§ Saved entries
####################
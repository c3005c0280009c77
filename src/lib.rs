//! D-Index - co-authorship diversity scoring
//!
//! Computes a per-author diversity index from authorship records: every
//! publication is scored by the gender, nationality and specialization spread
//! of its co-authors, optionally rewarding collaborators who are new to the
//! author's collaboration graph.
//!
//! ```no_run
//! use dindex::config::ScoringConfig;
//! use dindex::graph::build_graph;
//! use dindex::models::AuthorKey;
//! use dindex::records::{papers_of, resolve_author, RecordStore};
//! use dindex::scoring::DIndexCalculator;
//!
//! # fn main() -> anyhow::Result<()> {
//! let store = RecordStore::from_path("authors.csv".as_ref())?;
//! let author = resolve_author(&store, &AuthorKey::new("Ada", "Lovelace"))?;
//! let papers = papers_of(&store, &author);
//! let graph = build_graph(&papers, None);
//!
//! let config = ScoringConfig::default().with_bonus(true);
//! let result = DIndexCalculator::new(&config).calculate(&author, &papers, &graph)?;
//! println!("{}: {}", author.name(), result.index);
//! # Ok(())
//! # }
//! ```

pub mod config;
pub mod discovery;
pub mod error;
pub mod graph;
pub mod models;
pub mod records;
pub mod reporters;
pub mod scoring;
####################
§ Aim of the task
Restate word for word the lines above, beginning at the first one and ending at the line that carries "and specialization spread".

§ Exercise output
repository c3005c0280009c77
filename src/lib.rs
//! D-Index - co-authorship diversity scoring
//!
//! Computes a per-author diversity index from authorship records: every
//! publication is scored by the gender, nationality and specialization spread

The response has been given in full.